The Rev. Mr. Rother, shot to death on July 28 in the town of Santiago Atitlan , becomes the ninth Roman Catholic cleric to be killed in this troubled Central American country in the last year. The bearded Rother was the first American among the victims.

An initial report from Guatemala City by United Press International quoted US Embassy officials there as saying that they had no information identifying Rother's killers.

When this reporter first met Stan Rother he was sleeping every night with his work boots on because he feared assassins might be coming to get him.

Although he declined to be quoted by name at the time, Rother made it clear late last year that he believed the kidnappings and killings, which had occurred in Santiago Atitlan while he worked there, were carried out by terrorists working with the Guatemalan government army.

After hearing that he himself might be on an army death list, Rother left the Guatemalan town early this year and spent three months with his parents in Oklahoma.

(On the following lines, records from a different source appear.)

impl GarminProvider {
    /// Fetch activities using single API call
    async fn get_activities_single_page(
        &self,
        limit: usize,
        offset: usize,
    ) -> AppResult<Vec<Activity>> {
        // Source: https://github.com/cyberjunky/python-garminconnect
        // Endpoint: /activitylist-service/activities/search/activities?start={offset}&limit={limit}
        let endpoint = format!(
            "activitylist-service/activities/search/activities?start={offset}&limit={limit}"
        );

        tracing::info!("Single page request - endpoint: {}", endpoint);

        let garmin_activities: Vec<GarminActivityResponse> = self.api_request(&endpoint).await?;
        tracing::info!(
            "Received {} activities from single page",
            garmin_activities.len()
        );

        let mut activities = Vec::new();
        for activity in garmin_activities {
            activities.push(Self::convert_garmin_activity(activity)?);
        }

        Ok(activities)
    }

    /// Fetch activities using multiple API calls
    /// Build the endpoint URL for a page of activities
    fn build_activities_endpoint(offset: usize, limit: usize) -> String {
        format!("activitylist-service/activities/search/activities?start={offset}&limit={limit}")
    }

    /// Convert and add Garmin activities to the collection
    fn add_converted_activities(
        activities: &mut Vec<Activity>,
        garmin_activities: Vec<GarminActivityResponse>,
        limit: usize,
    ) -> AppResult<()> {
        for activity in garmin_activities {
            if activities.len() >= limit {
                break;
            }
            activities.push(Self::convert_garmin_activity(activity)?);
        }
        Ok(())
    }

    /// Check if pagination should stop based on current state
    fn should_stop_pagination(
        activities_count: usize,
        page_index: usize,
        activities_per_page: usize,
        total_limit: usize,
    ) -> bool {
        if activities_count >= total_limit {
            return true;
        }

        let expected_count = (page_index + 1) * activities_per_page.min(total_limit);
        if activities_count < expected_count {
            tracing::info!(
                "Reached end of activities - got {} total, breaking early",
                activities_count
            );
            return true;
        }

        false
    }

    /// Fetch a single page of activities and add to collection
    async fn fetch_activities_page(
        &self,
        all_activities: &mut Vec<Activity>,
        page_index: usize,
        pages_needed: usize,
        start_offset: usize,
        activities_per_page: usize,
        total_limit: usize,
    ) -> AppResult<bool> {
        let remaining = total_limit - all_activities.len();
        let current_page_limit = remaining.min(activities_per_page);
        let current_offset = start_offset + (page_index * activities_per_page);

        let endpoint = Self::build_activities_endpoint(current_offset, current_page_limit);
        tracing::info!(
            "Fetching page {} of {} - endpoint: {}",
            page_index + 1,
            pages_needed,
            endpoint
        );

        let garmin_activities = self
            .api_request::<Vec<GarminActivityResponse>>(&endpoint)
            .await?;

        tracing::info!(
            "Page {} returned {} activities",
            page_index + 1,
            garmin_activities.len()
        );

        Self::add_converted_activities(all_activities, garmin_activities, total_limit)?;

        Ok(Self::should_stop_pagination(
            all_activities.len(),
            page_index,
            activities_per_page,
            total_limit,
        ))
    }

    async fn get_activities_multi_page(
        &self,
        total_limit: usize,
        start_offset: usize,
    ) -> AppResult<Vec<Activity>> {
        let mut all_activities = Vec::with_capacity(total_limit);
        let activities_per_page = api_provider_limits::garmin::MAX_ACTIVITIES_PER_REQUEST;
        let pages_needed = total_limit.div_ceil(activities_per_page);

        tracing::info!(
            "Multi-page request - total_limit: {}, pages_needed: {}, start_offset: {}",
            total_limit,
            pages_needed,
            start_offset
        );

        for page_index in 0..pages_needed {
            let should_stop = self
                .fetch_activities_page(
                    &mut all_activities,
                    page_index,
                    pages_needed,
                    start_offset,
                    activities_per_page,
                    total_limit,
                )
                .await?;

            if should_stop {
                break;
            }
        }

        tracing::info!(
            "Multi-page fetch completed - requested: {}, retrieved: {}",
            total_limit,
            all_activities.len()
        );

        Ok(all_activities)
    }
}

// ============================================================================
// Provider Factory
// ============================================================================

use super::core::ProviderFactory;

/// Factory for creating Garmin provider instances
pub struct GarminProviderFactory;

impl ProviderFactory for GarminProviderFactory {
    fn create(&self, config: ProviderConfig) -> Box<dyn FitnessProvider> {
        Box::new(GarminProvider::with_config(config))
    }

    fn supported_providers(&self) -> &'static [&'static str] {
        &[oauth_providers::GARMIN]
    }
}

But against the advice of friends and despite the continuing danger, Rother returned in May to Guatemala to resume his missionary duties.

Frankie Williams, a medical secretary from Wichita, Kan., who spent four vacations working with Rother in Santiago Atitlan, said that unlike some other priests in Guatemala and elsewhere in Central America, Rother did not have strong political opinions.

"He did not activate, motivate, or instigate any kind of movement against the government," she said. "He was a carpenter priest who built a hospital with his own hands."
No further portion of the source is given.